» **Collected data**:
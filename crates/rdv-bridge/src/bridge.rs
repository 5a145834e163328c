//! The bridge dispatcher.

use rdv_registry::{
    DataLocation, HostCapabilities, RegistryError, RenderError, Renderer, RendererOptions,
    RendererRegistry, Surface,
};
use rdv_renderers::{dataset_metadata_factory, default_factories, tiled_map_factory};

use crate::model::HostModel;

/// The well-known content type under which hosts deliver dataset payloads.
///
/// The value stored under this key in a [`HostModel`] must structurally
/// match [`DataLocation`]: `{ "mimeType": "...", "url": "..." }`.
pub const DATASET_MIME_TYPE: &str = "application/vnd.rdv.dataset+json";

/// Errors surfaced by [`DataBridge::render_model`].
#[derive(Debug, thiserror::Error)]
pub enum DispatchError {
    /// No factory is bound for the payload's content type.
    ///
    /// Deliberately not caught here: the host has no fallback renderer for
    /// the dataset type, so the misconfiguration must cross the bridge
    /// boundary unchanged for the host to attribute it.
    #[error(transparent)]
    Registry(#[from] RegistryError),

    /// The mounted renderer's own render failed. Forwarded transparently.
    #[error(transparent)]
    Render(#[from] RenderError),

    /// The payload under the dataset key is not a data location.
    #[error("invalid dataset payload: {0}")]
    InvalidPayload(#[source] serde_json::Error),

    /// The bridge was already disposed.
    #[error("render requested on a disposed bridge")]
    Disposed,
}

/// The renderer a host engine instantiates for [`DATASET_MIME_TYPE`]
/// payloads.
///
/// Owns one [`RendererRegistry`] and the currently mounted renderer, if
/// any. Ownership is transitively exclusive: the bridge owns the registry
/// and the current renderer; the registry owns no renderer instances.
///
/// At most one renderer is mounted at a time. Mounting a replacement
/// always disposes the previous renderer first, so repeated render cycles
/// on the same bridge never accumulate resources. There is no cancellation
/// mechanism: if a render request arrives while a prior renderer's render
/// is still suspended, that prior call is orphaned, and side effects it
/// produces afterwards land on a disposed renderer.
pub struct DataBridge {
    host: HostCapabilities,
    registry: RendererRegistry,
    current: Option<Box<dyn Renderer>>,
    disposed: bool,
}

impl DataBridge {
    /// Create a bridge with the default registry: the stock media
    /// factories plus the tiled-map and dataset-metadata factories.
    #[must_use]
    pub fn new(host: HostCapabilities) -> Self {
        let mut registry = RendererRegistry::with_factories(default_factories());
        registry.add_factory(tiled_map_factory());
        registry.add_factory(dataset_metadata_factory());
        Self::with_registry(host, registry)
    }

    /// Create a bridge around a caller-supplied registry.
    #[must_use]
    pub fn with_registry(host: HostCapabilities, registry: RendererRegistry) -> Self {
        Self {
            host,
            registry,
            current: None,
            disposed: false,
        }
    }

    /// Render the data location embedded in `model`.
    ///
    /// A model without the dataset payload is not an error; it simply has
    /// nothing for this bridge to show, and any mounted renderer is left
    /// untouched. With a payload present, the previous renderer is
    /// disposed, a new one is created for the payload's mime type, mounted
    /// and rendered; this call's completion is the inner render's
    /// completion.
    ///
    /// # Errors
    ///
    /// - [`DispatchError::Disposed`] after [`dispose`](Self::dispose)
    /// - [`DispatchError::InvalidPayload`] when the payload does not
    ///   deserialize into a [`DataLocation`]
    /// - [`DispatchError::Registry`] when no factory is bound for the
    ///   payload's mime type
    /// - [`DispatchError::Render`] when the mounted renderer's render fails
    pub async fn render_model(&mut self, model: &HostModel) -> Result<(), DispatchError> {
        if self.disposed {
            return Err(DispatchError::Disposed);
        }

        let Some(payload) = model.get(DATASET_MIME_TYPE) else {
            return Ok(());
        };
        let location: DataLocation =
            serde_json::from_value(payload.clone()).map_err(DispatchError::InvalidPayload)?;

        // Tear the previous renderer down before the replacement exists so
        // at most one renderer's resources are live at any instant.
        if let Some(mut previous) = self.current.take() {
            previous.dispose();
        }

        let options =
            RendererOptions::new(location.mime_type.clone()).with_host(self.host.clone());
        let renderer = self.registry.create_renderer(&options)?;
        tracing::debug!(
            mime_type = %location.mime_type,
            url = %location.url,
            "Dispatching render"
        );

        let renderer = self.current.insert(renderer);
        renderer.render(&location).await?;
        Ok(())
    }

    /// Dispose the bridge and whatever renderer is mounted.
    ///
    /// Idempotent. Afterwards [`render_model`](Self::render_model) fails
    /// with [`DispatchError::Disposed`].
    pub fn dispose(&mut self) {
        if self.disposed {
            return;
        }
        self.disposed = true;
        if let Some(mut renderer) = self.current.take() {
            renderer.dispose();
        }
    }

    /// The registry backing this bridge.
    #[must_use]
    pub fn registry(&self) -> &RendererRegistry {
        &self.registry
    }

    /// Mutable registry access — the extension surface for embedders
    /// adding or overriding supported content types.
    pub fn registry_mut(&mut self) -> &mut RendererRegistry {
        &mut self.registry
    }

    /// Surface of the currently mounted renderer, if any.
    #[must_use]
    pub fn current_surface(&self) -> Option<&Surface> {
        self.current.as_deref().map(|renderer| renderer.surface())
    }

    /// Whether the bridge reached its terminal state.
    #[must_use]
    pub fn is_disposed(&self) -> bool {
        self.disposed
    }
}

impl Drop for DataBridge {
    fn drop(&mut self) {
        self.dispose();
    }
}

#[cfg(test)]
mod tests {
    use std::sync::Arc;

    use pretty_assertions::assert_eq;
    use serde_json::json;

    use rdv_registry::mock::{ProbeEvent, RecordingFactory};

    use super::*;

    fn dataset_model(mime_type: &str, url: &str) -> HostModel {
        HostModel::new().with_entry(
            DATASET_MIME_TYPE,
            json!({ "mimeType": mime_type, "url": url }),
        )
    }

    fn probe_bridge(mime_types: &[&'static str]) -> (DataBridge, rdv_registry::mock::ProbeLog) {
        let factory = RecordingFactory::new(mime_types);
        let log = factory.log();
        let mut registry = RendererRegistry::new();
        registry.add_factory(Arc::new(factory));
        (
            DataBridge::with_registry(HostCapabilities::default(), registry),
            log,
        )
    }

    #[tokio::test]
    async fn test_previous_renderer_disposed_before_next_created() {
        let (mut bridge, log) = probe_bridge(&["image/png", "video/mp4"]);

        bridge
            .render_model(&dataset_model("image/png", "https://x/a.png"))
            .await
            .unwrap();
        bridge
            .render_model(&dataset_model("video/mp4", "https://x/b.mp4"))
            .await
            .unwrap();

        let events = log.lock().unwrap().clone();
        assert_eq!(
            events,
            vec![
                ProbeEvent::Created {
                    id: 0,
                    mime_type: "image/png".to_owned()
                },
                ProbeEvent::Rendered {
                    id: 0,
                    location: DataLocation::new("image/png", "https://x/a.png")
                },
                ProbeEvent::Disposed { id: 0 },
                ProbeEvent::Created {
                    id: 1,
                    mime_type: "video/mp4".to_owned()
                },
                ProbeEvent::Rendered {
                    id: 1,
                    location: DataLocation::new("video/mp4", "https://x/b.mp4")
                },
            ]
        );
    }

    #[tokio::test]
    async fn test_model_without_dataset_key_is_not_an_error() {
        let (mut bridge, log) = probe_bridge(&["image/png"]);

        bridge
            .render_model(&dataset_model("image/png", "https://x/a.png"))
            .await
            .unwrap();
        let events_before = log.lock().unwrap().len();

        let unrelated = HostModel::new().with_entry("text/plain", json!("hello"));
        bridge.render_model(&unrelated).await.unwrap();

        // Mounted renderer untouched; no dispose, no new instance.
        assert_eq!(log.lock().unwrap().len(), events_before);
        assert!(bridge.current_surface().is_some());
    }

    #[tokio::test]
    async fn test_location_reaches_renderer_unchanged() {
        let (mut bridge, log) = probe_bridge(&["audio/mp3"]);

        bridge
            .render_model(&dataset_model("audio/mp3", "https://x/a.mp3"))
            .await
            .unwrap();

        let events = log.lock().unwrap().clone();
        assert_eq!(
            events[1],
            ProbeEvent::Rendered {
                id: 0,
                location: DataLocation::new("audio/mp3", "https://x/a.mp3")
            }
        );
    }

    #[tokio::test]
    async fn test_unknown_content_type_propagates() {
        let (mut bridge, _log) = probe_bridge(&["image/png"]);

        let err = bridge
            .render_model(&dataset_model("application/x-nope", "https://x/d"))
            .await
            .unwrap_err();
        assert!(matches!(
            err,
            DispatchError::Registry(RegistryError::UnknownContentType { ref mime_type })
                if mime_type == "application/x-nope"
        ));
    }

    #[tokio::test]
    async fn test_invalid_payload_leaves_current_mounted() {
        let (mut bridge, log) = probe_bridge(&["image/png"]);

        bridge
            .render_model(&dataset_model("image/png", "https://x/a.png"))
            .await
            .unwrap();
        let events_before = log.lock().unwrap().len();

        let malformed = HostModel::new().with_entry(DATASET_MIME_TYPE, json!("not a location"));
        let err = bridge.render_model(&malformed).await.unwrap_err();
        assert!(matches!(err, DispatchError::InvalidPayload(_)));

        // The payload is validated before the old renderer is torn down.
        assert_eq!(log.lock().unwrap().len(), events_before);
        assert!(bridge.current_surface().is_some());
    }

    #[tokio::test]
    async fn test_dispose_disposes_mounted_renderer() {
        let (mut bridge, log) = probe_bridge(&["image/png"]);

        bridge
            .render_model(&dataset_model("image/png", "https://x/a.png"))
            .await
            .unwrap();
        bridge.dispose();
        bridge.dispose(); // idempotent

        let events = log.lock().unwrap().clone();
        assert_eq!(events.last(), Some(&ProbeEvent::Disposed { id: 0 }));
        assert!(bridge.is_disposed());
        assert!(bridge.current_surface().is_none());

        let err = bridge
            .render_model(&dataset_model("image/png", "https://x/a.png"))
            .await
            .unwrap_err();
        assert!(matches!(err, DispatchError::Disposed));
    }

    #[tokio::test]
    async fn test_drop_disposes_mounted_renderer() {
        let (mut bridge, log) = probe_bridge(&["image/png"]);
        bridge
            .render_model(&dataset_model("image/png", "https://x/a.png"))
            .await
            .unwrap();
        drop(bridge);

        let events = log.lock().unwrap().clone();
        assert_eq!(events.last(), Some(&ProbeEvent::Disposed { id: 0 }));
    }

    #[tokio::test]
    async fn test_registry_mut_allows_override() {
        let mut bridge = DataBridge::new(HostCapabilities::default());

        let replacement = RecordingFactory::new(&["image/png"]);
        let log = replacement.log();
        bridge.registry_mut().add_factory(Arc::new(replacement));

        bridge
            .render_model(&dataset_model("image/png", "https://x/a.png"))
            .await
            .unwrap();
        assert_eq!(log.lock().unwrap().len(), 2); // created + rendered
    }

    #[test]
    fn test_default_registry_contents() {
        let bridge = DataBridge::new(HostCapabilities::default());
        for mime_type in [
            "image/png",
            "video/mp4",
            "audio/mp3",
            "application/pdf",
            "image/geotiff",
            "application/x-hdf5",
        ] {
            assert!(
                bridge.registry().has_mime_type(mime_type),
                "missing {mime_type}"
            );
        }
        assert!(!bridge.registry().has_mime_type("text/html"));
    }
}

» **Prompt**:
Tally the lines of the data that hold the string "RendererOptions". Answer with the number and nothing more.

» **Response to this exercise**:
2